Blindness Doesn’t Deter Spriggs’s Mat Vision

Flowers Wrestler Learns to Overcome Disability

By Alan Goldenbach
Washington Post Staff Writer

Michael Spriggs grabbed on to a teammate’s shoulder and headed for the gymnasium wall, where William Ngakoue, a 215-pound junior on the C.H. Flowers High School wrestling team, rested after winning his first match. Leaning in closely, Spriggs peppered Ngakoue with questions about whether the advice he had given him before the match had helped.

“I wanted to know what he was thinking out there, what kind of moves he was using, “said Spriggs, a 189-pound senior. “I’m glad he used the techniques I taught him.”

Ngakoue carefully chose his words to describe the match to Spriggs, including the reversal that led to the eventual pin. He had to be very specific, because Spriggs couldn’t see the match.

Spriggs, who is nearing the end of his final season as a high school wrestler, has been blind for more than five years. For two of those years, he also has been one of the most valuable members of the Flowers team.

“He shows me how to do things instead of telling me, “Ngakoue said. “He knows what he’s talking about.”

Though Spriggs had limited wrestling experience prior to enrolling at Flowers in August 2006, he proved a quick study, primarily because he yearned to play a contact sport. After going 13-12 last season, he is 17-9 this season and is the third-seeded 189-pounder in this weekend’s Prince George’s County championships.

He has accomplished this despite being visually impaired his entire life. Spriggs was born with cataracts in both eyes and underwent surgery at 3 months to have them removed. Before he turned 6, doctors diagnosed glaucoma in both eyes. And a freak accident at 13 triggered a rapid descent into total blindness.

“Everything that could go wrong for him with his vision has, “said his father, also named Michael Spriggs.

Spriggs is able to compete because of a simple rule modification by the National Federation of State High School Associations that allows blind wrestlers to face sighted opponents: Both wrestlers must begin the match with their hands touching and always must remain in contact. If contact is broken at any point, the referee blows his whistle and the two reconvene at the center to “touch up.”

Because he relies on contact to wrestle, Spriggs often is the aggressor in his matches, lunging at his opponents with his strong upper body and anticipating their defense.
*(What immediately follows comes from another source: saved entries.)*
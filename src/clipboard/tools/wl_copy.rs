//! Wayland wl-copy clipboard tool.

use super::{pipe_text, tool_exists};
use crate::clipboard::result::CopyMethod;
use crate::clipboard::tool::{CopyTool, CopyToolError};

/// Wayland clipboard tool from wl-clipboard.
///
/// Only offered when a Wayland session is detected.
pub struct WlCopy;

impl WlCopy {
    pub fn new() -> Self {
        Self
    }
}

impl CopyTool for WlCopy {
    fn method(&self) -> CopyMethod {
        CopyMethod::WlCopy
    }

    fn is_available(&self) -> bool {
        cfg!(target_os = "linux")
            && std::env::var_os("WAYLAND_DISPLAY").is_some()
            && tool_exists("wl-copy")
    }

    fn try_copy_text(&self, text: &str) -> Result<(), CopyToolError> {
        pipe_text("wl-copy", &["--type", "text/plain;charset=utf-8"], text)
    }
}

impl Default for WlCopy {
    fn default() -> Self {
        Self::new()
    }
}
//! Copy orchestrator for clipboard operations.

use tracing::{debug, warn};

use super::error::{ClipboardError, MAX_CONTENT_SIZE};
use super::result::CopyResult;
use super::tool::{CopyTool, CopyToolError};
use super::tools::platform_tools;

/// Orchestrates clipboard copy operations using available tools.
///
/// Tools are tried in priority order; the first one that succeeds wins.
/// A failing tool is logged and skipped, never retried.
pub struct Copy {
    tools: Vec<Box<dyn CopyTool>>,
    max_size: usize,
}

impl Copy {
    /// Create with platform-appropriate tools.
    pub fn new() -> Self {
        Self::with_tools(platform_tools())
    }

    /// Create with specific tools (for testing).
    pub fn with_tools(tools: Vec<Box<dyn CopyTool>>) -> Self {
        Self {
            tools,
            max_size: MAX_CONTENT_SIZE,
        }
    }

    /// Override the content size limit (bytes).
    pub fn max_size(mut self, bytes: usize) -> Self {
        self.max_size = bytes;
        self
    }

    /// Get a reference to the tools list.
    pub fn tools(&self) -> &[Box<dyn CopyTool>] {
        &self.tools
    }

    /// Copy text to the clipboard.
    ///
    /// # Errors
    /// - `ClipboardError::ContentTooLarge` - text exceeds the size limit
    /// - `ClipboardError::UnsupportedPlatform` - no tools exist for this OS
    /// - `ClipboardError::NoToolAvailable` - every tool was missing or failed
    pub fn text(&self, text: &str) -> Result<CopyResult, ClipboardError> {
        if text.len() > self.max_size {
            return Err(ClipboardError::ContentTooLarge {
                size_kb: text.len().div_ceil(1024),
                max_kb: self.max_size / 1024,
            });
        }
        if self.tools.is_empty() {
            return Err(ClipboardError::UnsupportedPlatform);
        }

        let mut last_error: Option<String> = None;
        for tool in &self.tools {
            if !tool.is_available() {
                debug!(tool = tool.name(), "Clipboard tool not available");
                continue;
            }
            match tool.try_copy_text(text) {
                Ok(()) => return Ok(CopyResult::new(tool.method(), text.len())),
                Err(CopyToolError::NotSupported) | Err(CopyToolError::NotFound) => continue,
                Err(CopyToolError::Failed(msg)) => {
                    warn!(
                        tool = tool.name(),
                        error = %msg,
                        "Clipboard tool failed, trying next tool"
                    );
                    last_error = Some(msg);
                }
            }
        }

        if let Some(err) = last_error {
            warn!(error = %err, "All clipboard tools failed");
        }
        Err(ClipboardError::NoToolAvailable)
    }
}

impl Default for Copy {
    fn default() -> Self {
        Self::new()
    }
}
Flowers team captain Zane McBride said the way Spriggs wrestles is “like taking a leap of faith.”

Parkdale junior Emmanuel Omolola, who lost to Spriggs in their first meeting earlier this month, said Spriggs’s blindness got in his head. “I got scared, thinking maybe he’s not really that good, but he’s amazing, “Omolola said. “He’s really strong. He has this amazing stamina.”

Spriggs is one of the approximately 93,600 blind or visually impaired school-age children in the United States, according to the National Federation of the Blind. What separates him from many others, however, is his ability to have assimilated almost seamlessly with the sighted student population at Flowers.